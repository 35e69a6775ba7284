//! Synthetic collection generation
//!
//! Collections are sequences of single-key objects such as `{"item": 1}`.
//! The value of the i-th element is always `i + 1`, so any window of a
//! collection can be produced without materializing the rest.

use serde::ser::{Serialize, SerializeMap, Serializer};
use std::ops::Range;

/// Default label for generated items
pub const DEFAULT_LABEL: &str = "item";

/// A single generated object, serialized as `{ <field>: <value> }`
#[derive(Debug, Clone, Copy, PartialEq, Eq)]
pub struct SyntheticItem<'a> {
    /// Key of the single entry
    pub field: &'a str,
    /// 1-based position in the collection
    pub value: u64,
}

impl Serialize for SyntheticItem<'_> {
    fn serialize<S: Serializer>(&self, serializer: S) -> Result<S::Ok, S::Error> {
        let mut map = serializer.serialize_map(Some(1))?;
        map.serialize_entry(self.field, &self.value)?;
        map.end()
    }
}

/// Generate the full collection of `count` items
pub fn generate(count: u64, label: &str) -> Vec<SyntheticItem<'_>> {
    generate_range(0..count, label)
}

/// Generate the items at positions `range` (0-based) of a collection
pub fn generate_range(range: Range<u64>, label: &str) -> Vec<SyntheticItem<'_>> {
    range
        .map(|index| SyntheticItem {
            field: label,
            value: index + 1,
        })
        .collect()
}
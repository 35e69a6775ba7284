//! HTTP server exposing the fixture endpoints

use axum::{
    body::Bytes,
    extract::{rejection::QueryRejection, OriginalUri, Path, Query, State},
    http::{header::CONTENT_TYPE, HeaderMap, Uri},
    middleware,
    response::IntoResponse,
    routing::{get, post},
    Json, Router,
};
use serde::Serialize;
use serde_json::{json, Map, Value};
use std::collections::HashMap;
use std::sync::Arc;
use tokio::net::TcpListener;
use tower::ServiceBuilder;
use tower_http::cors::{Any, CorsLayer};
use tower_http::trace::TraceLayer;

use crate::auth::{require_bearer, LoginRequest, LoginResponse, TokenIssuer};
use crate::collection::{generate, SyntheticItem, DEFAULT_LABEL};
use crate::config::FixtureConfig;
use crate::error::{Error, Result, ResultExt};
use crate::links::{LinkStyle, PageLinks, Presentation};
use crate::pagination::{more_page, numbered_page, offset_page, PageResult, Slice};
use crate::params::{CollectionQuery, DEFAULT_SIZE};

/// Number of goats in the root banner
pub const GOAT_COUNT: usize = 20;

/// Default size of `/discover/array`
const DISCOVER_ARRAY_SIZE: u64 = 3;

/// Default size of `/collect/array` and `/private/array`
const COLLECT_ARRAY_SIZE: u64 = 5;

/// App state shared across handlers
#[derive(Debug)]
pub struct AppState {
    /// Loaded configuration
    pub config: FixtureConfig,
    /// Signs and verifies session tokens
    pub issuer: Arc<TokenIssuer>,
}

impl AppState {
    /// Build state from configuration
    pub fn new(config: FixtureConfig) -> Self {
        let issuer = Arc::new(TokenIssuer::new(&config.auth));
        Self { config, issuer }
    }
}

/// Build the complete router with logging and CORS layers
pub fn app(config: FixtureConfig) -> Router {
    let cors = CorsLayer::new()
        .allow_origin(Any)
        .allow_methods(Any)
        .allow_headers(Any);

    router(Arc::new(AppState::new(config))).layer(
        ServiceBuilder::new()
            .layer(TraceLayer::new_for_http())
            .layer(cors),
    )
}

/// Build the endpoint router.
///
/// # Route Structure
///
/// ## Public
/// - `GET /` - Banner
/// - `GET|POST /echo` - Reflect headers, body and query
/// - `POST /login` - Issue a session token
/// - `GET /discover/object`, `GET /discover/array` - Discovery fixtures
/// - `GET /collect/object/:id`, `GET /collect/array` - Static collections
///
/// ## Pagination
/// - `GET /limit` - Offset mode
/// - `GET /page` - Page number mode
/// - `GET /linking` - Offset mode with `Link` headers
/// - `GET /response/body` - Links embedded in the body
/// - `GET /response/body/more` - `{next, more}` cursor
/// - `GET /response/headers` - `previousLink` / `nextLink` headers
///
/// ## Protected (bearer token)
/// - `GET /private/test`
/// - `GET /private/array`
pub fn router(state: Arc<AppState>) -> Router {
    let private = Router::new()
        .route("/private/test", get(private_test))
        .route("/private/array", get(private_array))
        .route_layer(middleware::from_fn_with_state(
            state.issuer.clone(),
            require_bearer,
        ));

    Router::new()
        .route("/", get(root))
        .route("/echo", get(echo).post(echo))
        .route("/login", post(login))
        .route("/discover/object", get(discover_object))
        .route("/discover/array", get(discover_array))
        .route("/collect/object/:id", get(collect_object))
        .route("/collect/array", get(collect_array))
        .route("/limit", get(limit))
        .route("/page", get(page))
        .route("/linking", get(linking))
        .route("/response/body", get(response_body))
        .route("/response/body/more", get(response_body_more))
        .route("/response/headers", get(response_headers))
        .merge(private)
        .fallback(not_found)
        .with_state(state)
}

/// Start the HTTP server on the configured address
pub async fn serve(config: FixtureConfig) -> Result<()> {
    let addr = config.socket_addr()?;
    let listener = TcpListener::bind(addr)
        .await
        .context(format!("Failed to bind to {addr}"))?;

    serve_on(listener, config).await
}

/// Serve on an already bound listener until Ctrl-C
pub async fn serve_on(listener: TcpListener, config: FixtureConfig) -> Result<()> {
    let addr = listener.local_addr()?;
    tracing::info!("Starting HTTP server on http://{}", addr);

    axum::serve(listener, app(config))
        .with_graceful_shutdown(shutdown_signal())
        .await
        .map_err(|e| Error::config(format!("Server error: {e}")))?;

    tracing::info!("Server stopped");
    Ok(())
}

async fn shutdown_signal() {
    if let Err(e) = tokio::signal::ctrl_c().await {
        tracing::warn!("Failed to listen for Ctrl-C: {e}");
        std::future::pending::<()>().await;
    }
}

// ============================================================================
// Basic Endpoints
// ============================================================================

async fn root() -> String {
    format!("It's a goat parade! {}", "🐐".repeat(GOAT_COUNT))
}

/// Reflect the request back as `{headers, body, query}`
async fn echo(
    headers: HeaderMap,
    query: std::result::Result<Query<HashMap<String, String>>, QueryRejection>,
    body: Bytes,
) -> Result<Json<Value>> {
    let Query(query) = query.map_err(|e| Error::bad_request(e.body_text()))?;

    let mut header_map = Map::new();
    for name in headers.keys() {
        let values: Vec<String> = headers
            .get_all(name)
            .iter()
            .map(|v| String::from_utf8_lossy(v.as_bytes()).into_owned())
            .collect();
        header_map.insert(name.as_str().to_string(), Value::String(values.join(", ")));
    }

    let body = if is_json(&headers) && !body.is_empty() {
        serde_json::from_slice(&body)?
    } else {
        json!({})
    };

    Ok(Json(json!({
        "headers": header_map,
        "body": body,
        "query": query,
    })))
}

async fn not_found(uri: Uri) -> Error {
    Error::not_found(uri.path())
}

/// Whether the request declares a JSON body
fn is_json(headers: &HeaderMap) -> bool {
    headers
        .get(CONTENT_TYPE)
        .and_then(|v| v.to_str().ok())
        .and_then(|v| v.split(';').next())
        .is_some_and(|mime| mime.trim().eq_ignore_ascii_case("application/json"))
}

// ============================================================================
// Authentication
// ============================================================================

/// Only JSON objects carry credentials; any other body logs in as nobody
async fn login(
    State(state): State<Arc<AppState>>,
    headers: HeaderMap,
    body: Bytes,
) -> Result<Json<LoginResponse>> {
    let request = if is_json(&headers) && !body.is_empty() {
        match serde_json::from_slice::<Value>(&body)? {
            value @ Value::Object(_) => serde_json::from_value(value).unwrap_or_default(),
            _ => LoginRequest::default(),
        }
    } else {
        LoginRequest::default()
    };

    let issued = state.issuer.issue(
        request.username.as_deref().unwrap_or_default(),
        request.password.as_deref().unwrap_or_default(),
    )?;

    tracing::info!(subject = %issued.claims.sub, exp = issued.claims.exp, "login succeeded");
    Ok(Json(LoginResponse {
        token: issued.token,
    }))
}

async fn private_test() -> &'static str {
    "Success!"
}

async fn private_array(
    State(state): State<Arc<AppState>>,
    query: CollectionQuery,
) -> Result<Json<Vec<SyntheticItem<'static>>>> {
    whole_array(&state, &query, COLLECT_ARRAY_SIZE, DEFAULT_LABEL)
}

// ============================================================================
// Discovery & Static Collections
// ============================================================================

async fn discover_object() -> Json<Value> {
    Json(json!({ "id": 1 }))
}

async fn discover_array(
    State(state): State<Arc<AppState>>,
    query: CollectionQuery,
) -> Result<Json<Vec<SyntheticItem<'static>>>> {
    whole_array(&state, &query, DISCOVER_ARRAY_SIZE, "id")
}

/// Only plain digit ids resolve; anything else is a missing route
async fn collect_object(Path(id): Path<String>) -> Result<Json<Value>> {
    if id.is_empty() || !id.bytes().all(|b| b.is_ascii_digit()) {
        return Err(Error::not_found(format!("/collect/object/{id}")));
    }
    let id: u64 = id
        .parse()
        .map_err(|_| Error::not_found(format!("/collect/object/{id}")))?;

    Ok(Json(json!({ "item": id })))
}

async fn collect_array(
    State(state): State<Arc<AppState>>,
    query: CollectionQuery,
) -> Result<Json<Vec<SyntheticItem<'static>>>> {
    whole_array(&state, &query, COLLECT_ARRAY_SIZE, DEFAULT_LABEL)
}

/// Build an entire collection, bounded by `collection.max_size`
fn whole_array(
    state: &AppState,
    query: &CollectionQuery,
    default_size: u64,
    label: &'static str,
) -> Result<Json<Vec<SyntheticItem<'static>>>> {
    let size = query.capped_size_or(default_size, state.config.collection.max_size)?;
    Ok(Json(generate(size, label)))
}

// ============================================================================
// Pagination Endpoints
// ============================================================================

async fn limit(query: CollectionQuery) -> impl IntoResponse {
    Json(offset_page(
        query.size_or(DEFAULT_SIZE),
        query.offset(),
        query.limit(),
        DEFAULT_LABEL,
    ))
}

async fn page(query: CollectionQuery) -> impl IntoResponse {
    Json(numbered_page(
        query.size_or(DEFAULT_SIZE),
        query.page(),
        query.limit(),
        DEFAULT_LABEL,
    ))
}

async fn linking(
    OriginalUri(uri): OriginalUri,
    query: CollectionQuery,
) -> Result<impl IntoResponse> {
    let slice = offset_slice(&query);
    let headers = render_headers(&page_links(&uri, &slice), LinkStyle::LinkHeader)?;

    Ok((
        headers,
        Json(offset_page(slice.total, slice.offset, slice.limit, DEFAULT_LABEL)),
    ))
}

async fn response_body(
    OriginalUri(uri): OriginalUri,
    query: CollectionQuery,
) -> Result<impl IntoResponse> {
    let slice = offset_slice(&query);
    let pagination = match page_links(&uri, &slice).render(LinkStyle::Body)? {
        Presentation::Body(body) => body,
        Presentation::Headers(_) => return Err(Error::Other("expected body links".to_string())),
    };

    Ok(Json(PageResult {
        items: slice.items(DEFAULT_LABEL),
        pagination,
    }))
}

async fn response_body_more(query: CollectionQuery) -> impl IntoResponse {
    let slice = offset_slice(&query);
    Json(more_page(slice.total, slice.offset, slice.limit, DEFAULT_LABEL))
}

async fn response_headers(
    OriginalUri(uri): OriginalUri,
    query: CollectionQuery,
) -> Result<impl IntoResponse> {
    let slice = offset_slice(&query);
    let headers = render_headers(&page_links(&uri, &slice), LinkStyle::CustomHeaders)?;

    Ok((
        headers,
        Json(ItemsOnly {
            items: slice.items(DEFAULT_LABEL),
        }),
    ))
}

/// Body of `/response/headers`, where navigation lives in headers only
#[derive(Debug, Serialize)]
struct ItemsOnly<'a> {
    items: Vec<SyntheticItem<'a>>,
}

fn offset_slice(query: &CollectionQuery) -> Slice {
    Slice::new(query.size_or(DEFAULT_SIZE), query.offset(), query.limit())
}

fn page_links(uri: &Uri, slice: &Slice) -> PageLinks {
    let self_url = uri
        .path_and_query()
        .map_or_else(|| uri.path().to_string(), ToString::to_string);
    PageLinks::new(uri.path(), self_url, slice)
}

fn render_headers(links: &PageLinks, style: LinkStyle) -> Result<HeaderMap> {
    match links.render(style)? {
        Presentation::Headers(headers) => Ok(headers),
        Presentation::Body(_) => Err(Error::Other(format!("{style:?} does not render headers"))),
    }
}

________

### [REQUIRED WORK]
Every line from the top of the material above through the line holding "use std::ops::Range;" should be reproduced word for word, and nothing beyond it.

### [SOLUTION TO THE PROBLEM]
repository 35e69a6775ba7284
//! Synthetic collection generation
//!
//! Collections are sequences of single-key objects such as `{"item": 1}`.
//! The value of the i-th element is always `i + 1`, so any window of a
//! collection can be produced without materializing the rest.

use serde::ser::{Serialize, SerializeMap, Serializer};
use std::ops::Range;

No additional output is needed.